[Collected data]
□ □ □

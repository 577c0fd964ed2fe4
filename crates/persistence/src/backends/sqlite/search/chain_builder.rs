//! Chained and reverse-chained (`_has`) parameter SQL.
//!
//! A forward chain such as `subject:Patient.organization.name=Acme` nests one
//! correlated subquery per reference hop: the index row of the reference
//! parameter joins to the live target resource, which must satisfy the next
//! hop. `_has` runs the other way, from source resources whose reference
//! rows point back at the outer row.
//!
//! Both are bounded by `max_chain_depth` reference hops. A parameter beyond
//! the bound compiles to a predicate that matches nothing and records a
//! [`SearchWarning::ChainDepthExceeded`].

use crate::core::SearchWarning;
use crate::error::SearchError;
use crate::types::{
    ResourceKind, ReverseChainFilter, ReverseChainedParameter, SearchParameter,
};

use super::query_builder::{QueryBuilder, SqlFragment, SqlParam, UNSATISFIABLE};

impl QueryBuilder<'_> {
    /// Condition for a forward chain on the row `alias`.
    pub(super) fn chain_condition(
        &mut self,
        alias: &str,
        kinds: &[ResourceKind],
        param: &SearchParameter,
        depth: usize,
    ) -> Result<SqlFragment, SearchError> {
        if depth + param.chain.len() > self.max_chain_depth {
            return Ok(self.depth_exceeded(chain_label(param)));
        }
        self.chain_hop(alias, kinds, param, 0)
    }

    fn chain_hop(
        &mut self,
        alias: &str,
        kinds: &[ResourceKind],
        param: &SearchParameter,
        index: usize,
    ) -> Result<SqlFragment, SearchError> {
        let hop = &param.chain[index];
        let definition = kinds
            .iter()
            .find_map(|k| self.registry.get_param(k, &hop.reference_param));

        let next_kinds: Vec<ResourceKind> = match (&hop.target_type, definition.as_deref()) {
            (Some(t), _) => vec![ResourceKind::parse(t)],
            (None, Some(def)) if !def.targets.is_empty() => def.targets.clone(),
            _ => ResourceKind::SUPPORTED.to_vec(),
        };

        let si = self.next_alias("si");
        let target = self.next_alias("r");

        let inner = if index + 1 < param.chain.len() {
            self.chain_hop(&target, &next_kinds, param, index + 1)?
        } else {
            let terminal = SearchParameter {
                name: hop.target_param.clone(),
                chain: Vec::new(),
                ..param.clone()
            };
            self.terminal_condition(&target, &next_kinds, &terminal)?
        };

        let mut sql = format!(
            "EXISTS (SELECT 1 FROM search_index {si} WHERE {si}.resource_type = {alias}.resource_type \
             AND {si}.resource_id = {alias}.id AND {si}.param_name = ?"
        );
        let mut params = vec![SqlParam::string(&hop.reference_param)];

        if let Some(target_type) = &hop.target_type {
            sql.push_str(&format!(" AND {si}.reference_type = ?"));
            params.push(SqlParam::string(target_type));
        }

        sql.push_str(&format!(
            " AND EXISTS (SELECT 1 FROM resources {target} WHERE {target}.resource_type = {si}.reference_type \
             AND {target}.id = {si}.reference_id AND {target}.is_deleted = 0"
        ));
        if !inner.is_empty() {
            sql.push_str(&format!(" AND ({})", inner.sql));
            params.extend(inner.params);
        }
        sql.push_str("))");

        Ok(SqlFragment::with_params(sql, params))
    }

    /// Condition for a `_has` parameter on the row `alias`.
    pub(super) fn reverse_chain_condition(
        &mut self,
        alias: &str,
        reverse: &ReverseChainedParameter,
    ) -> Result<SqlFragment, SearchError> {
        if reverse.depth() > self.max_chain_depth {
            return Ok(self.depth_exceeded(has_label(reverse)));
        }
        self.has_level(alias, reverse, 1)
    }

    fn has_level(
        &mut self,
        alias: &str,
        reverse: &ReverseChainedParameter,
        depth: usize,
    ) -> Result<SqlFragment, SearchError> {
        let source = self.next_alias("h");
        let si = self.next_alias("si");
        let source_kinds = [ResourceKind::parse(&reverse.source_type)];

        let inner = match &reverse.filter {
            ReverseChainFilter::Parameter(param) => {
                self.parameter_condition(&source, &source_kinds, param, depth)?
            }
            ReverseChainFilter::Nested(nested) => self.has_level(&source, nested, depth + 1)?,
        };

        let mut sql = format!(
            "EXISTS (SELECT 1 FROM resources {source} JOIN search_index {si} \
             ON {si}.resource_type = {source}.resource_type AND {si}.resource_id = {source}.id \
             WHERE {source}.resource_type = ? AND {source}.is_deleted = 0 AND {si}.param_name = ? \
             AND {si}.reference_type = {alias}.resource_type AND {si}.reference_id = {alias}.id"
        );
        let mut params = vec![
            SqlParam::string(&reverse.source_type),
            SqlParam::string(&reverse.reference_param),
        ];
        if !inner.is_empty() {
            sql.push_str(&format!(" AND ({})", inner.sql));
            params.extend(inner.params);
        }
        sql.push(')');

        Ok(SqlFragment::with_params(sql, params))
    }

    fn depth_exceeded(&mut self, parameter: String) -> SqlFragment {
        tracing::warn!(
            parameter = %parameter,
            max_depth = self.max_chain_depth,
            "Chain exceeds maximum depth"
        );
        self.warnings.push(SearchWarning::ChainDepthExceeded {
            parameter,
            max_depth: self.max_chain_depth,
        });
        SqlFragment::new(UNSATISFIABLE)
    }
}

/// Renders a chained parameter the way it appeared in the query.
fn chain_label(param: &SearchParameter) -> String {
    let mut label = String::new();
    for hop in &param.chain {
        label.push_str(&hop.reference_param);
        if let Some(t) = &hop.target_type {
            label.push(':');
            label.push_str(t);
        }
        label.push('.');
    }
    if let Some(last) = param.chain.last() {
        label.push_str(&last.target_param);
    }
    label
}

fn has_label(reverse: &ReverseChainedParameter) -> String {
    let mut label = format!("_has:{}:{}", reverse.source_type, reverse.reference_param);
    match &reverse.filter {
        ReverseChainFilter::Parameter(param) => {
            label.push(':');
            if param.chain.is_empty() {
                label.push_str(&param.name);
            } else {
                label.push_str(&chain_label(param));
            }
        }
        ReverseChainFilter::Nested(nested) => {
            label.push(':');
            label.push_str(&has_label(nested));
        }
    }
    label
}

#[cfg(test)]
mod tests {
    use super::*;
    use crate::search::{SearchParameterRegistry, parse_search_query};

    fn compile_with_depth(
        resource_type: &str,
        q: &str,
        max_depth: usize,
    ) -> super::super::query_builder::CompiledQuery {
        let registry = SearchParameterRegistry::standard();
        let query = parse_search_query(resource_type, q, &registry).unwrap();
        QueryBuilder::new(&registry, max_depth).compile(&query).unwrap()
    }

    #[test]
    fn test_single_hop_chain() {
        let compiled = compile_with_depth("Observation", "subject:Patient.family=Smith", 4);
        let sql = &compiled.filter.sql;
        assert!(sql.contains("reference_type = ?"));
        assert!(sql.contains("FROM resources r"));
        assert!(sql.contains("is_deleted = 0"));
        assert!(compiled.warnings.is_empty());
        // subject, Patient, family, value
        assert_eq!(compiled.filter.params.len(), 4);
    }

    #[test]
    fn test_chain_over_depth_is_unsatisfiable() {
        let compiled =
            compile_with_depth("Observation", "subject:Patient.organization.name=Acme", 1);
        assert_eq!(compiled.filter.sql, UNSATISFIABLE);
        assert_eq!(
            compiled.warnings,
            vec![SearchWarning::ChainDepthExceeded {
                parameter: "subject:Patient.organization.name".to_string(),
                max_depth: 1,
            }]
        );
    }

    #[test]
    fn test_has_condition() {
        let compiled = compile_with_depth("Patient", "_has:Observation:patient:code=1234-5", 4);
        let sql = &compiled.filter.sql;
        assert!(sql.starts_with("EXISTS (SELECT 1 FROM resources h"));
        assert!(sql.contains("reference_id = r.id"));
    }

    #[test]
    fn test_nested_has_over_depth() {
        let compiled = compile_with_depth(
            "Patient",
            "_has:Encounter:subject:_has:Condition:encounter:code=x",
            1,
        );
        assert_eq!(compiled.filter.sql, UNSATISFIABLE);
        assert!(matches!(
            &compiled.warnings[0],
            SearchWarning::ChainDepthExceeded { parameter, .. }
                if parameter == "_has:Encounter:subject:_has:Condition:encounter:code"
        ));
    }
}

□ □ □

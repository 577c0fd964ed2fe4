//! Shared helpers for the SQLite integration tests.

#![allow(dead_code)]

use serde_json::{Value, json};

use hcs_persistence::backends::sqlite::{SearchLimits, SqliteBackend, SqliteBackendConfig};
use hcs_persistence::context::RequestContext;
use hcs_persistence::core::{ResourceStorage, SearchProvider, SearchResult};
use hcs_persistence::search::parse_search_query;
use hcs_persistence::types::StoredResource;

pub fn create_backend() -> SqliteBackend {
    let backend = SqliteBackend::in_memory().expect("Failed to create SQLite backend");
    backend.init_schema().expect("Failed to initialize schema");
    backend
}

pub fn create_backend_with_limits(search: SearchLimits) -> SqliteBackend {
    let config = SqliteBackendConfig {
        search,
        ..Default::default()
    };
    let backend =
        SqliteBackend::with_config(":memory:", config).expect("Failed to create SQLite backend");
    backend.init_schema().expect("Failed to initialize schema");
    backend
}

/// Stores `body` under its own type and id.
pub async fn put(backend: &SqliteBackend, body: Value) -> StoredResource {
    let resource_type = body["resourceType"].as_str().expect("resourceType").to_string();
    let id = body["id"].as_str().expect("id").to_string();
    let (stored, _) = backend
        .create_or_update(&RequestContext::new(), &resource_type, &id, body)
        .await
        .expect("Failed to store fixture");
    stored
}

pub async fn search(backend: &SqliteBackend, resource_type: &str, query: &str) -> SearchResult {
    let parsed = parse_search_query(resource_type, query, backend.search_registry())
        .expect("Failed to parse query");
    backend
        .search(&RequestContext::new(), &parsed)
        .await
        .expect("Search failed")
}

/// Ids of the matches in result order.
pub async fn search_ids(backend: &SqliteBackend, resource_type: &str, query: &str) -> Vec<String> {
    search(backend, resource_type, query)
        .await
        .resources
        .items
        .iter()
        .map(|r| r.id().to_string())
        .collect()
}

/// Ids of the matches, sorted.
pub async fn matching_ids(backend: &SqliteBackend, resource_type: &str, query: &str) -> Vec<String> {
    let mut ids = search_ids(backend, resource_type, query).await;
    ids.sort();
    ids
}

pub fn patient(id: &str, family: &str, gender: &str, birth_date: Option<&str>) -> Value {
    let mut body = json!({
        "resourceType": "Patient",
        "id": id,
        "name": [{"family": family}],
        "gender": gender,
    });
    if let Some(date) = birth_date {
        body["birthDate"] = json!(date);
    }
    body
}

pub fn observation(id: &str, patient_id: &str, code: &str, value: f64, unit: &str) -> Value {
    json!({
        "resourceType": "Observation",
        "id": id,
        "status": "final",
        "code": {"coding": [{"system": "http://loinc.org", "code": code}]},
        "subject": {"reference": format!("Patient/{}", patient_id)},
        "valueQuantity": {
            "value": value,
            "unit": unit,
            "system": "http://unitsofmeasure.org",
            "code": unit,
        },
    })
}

□ □ □

**TASK GOAL**. Copy out each line from the preceding entries that mentions the word "ChainDepthExceeded".

**RESPONSE BOX**.
//! [`SearchWarning::ChainDepthExceeded`].
        self.warnings.push(SearchWarning::ChainDepthExceeded {
            vec![SearchWarning::ChainDepthExceeded {
            SearchWarning::ChainDepthExceeded { parameter, .. }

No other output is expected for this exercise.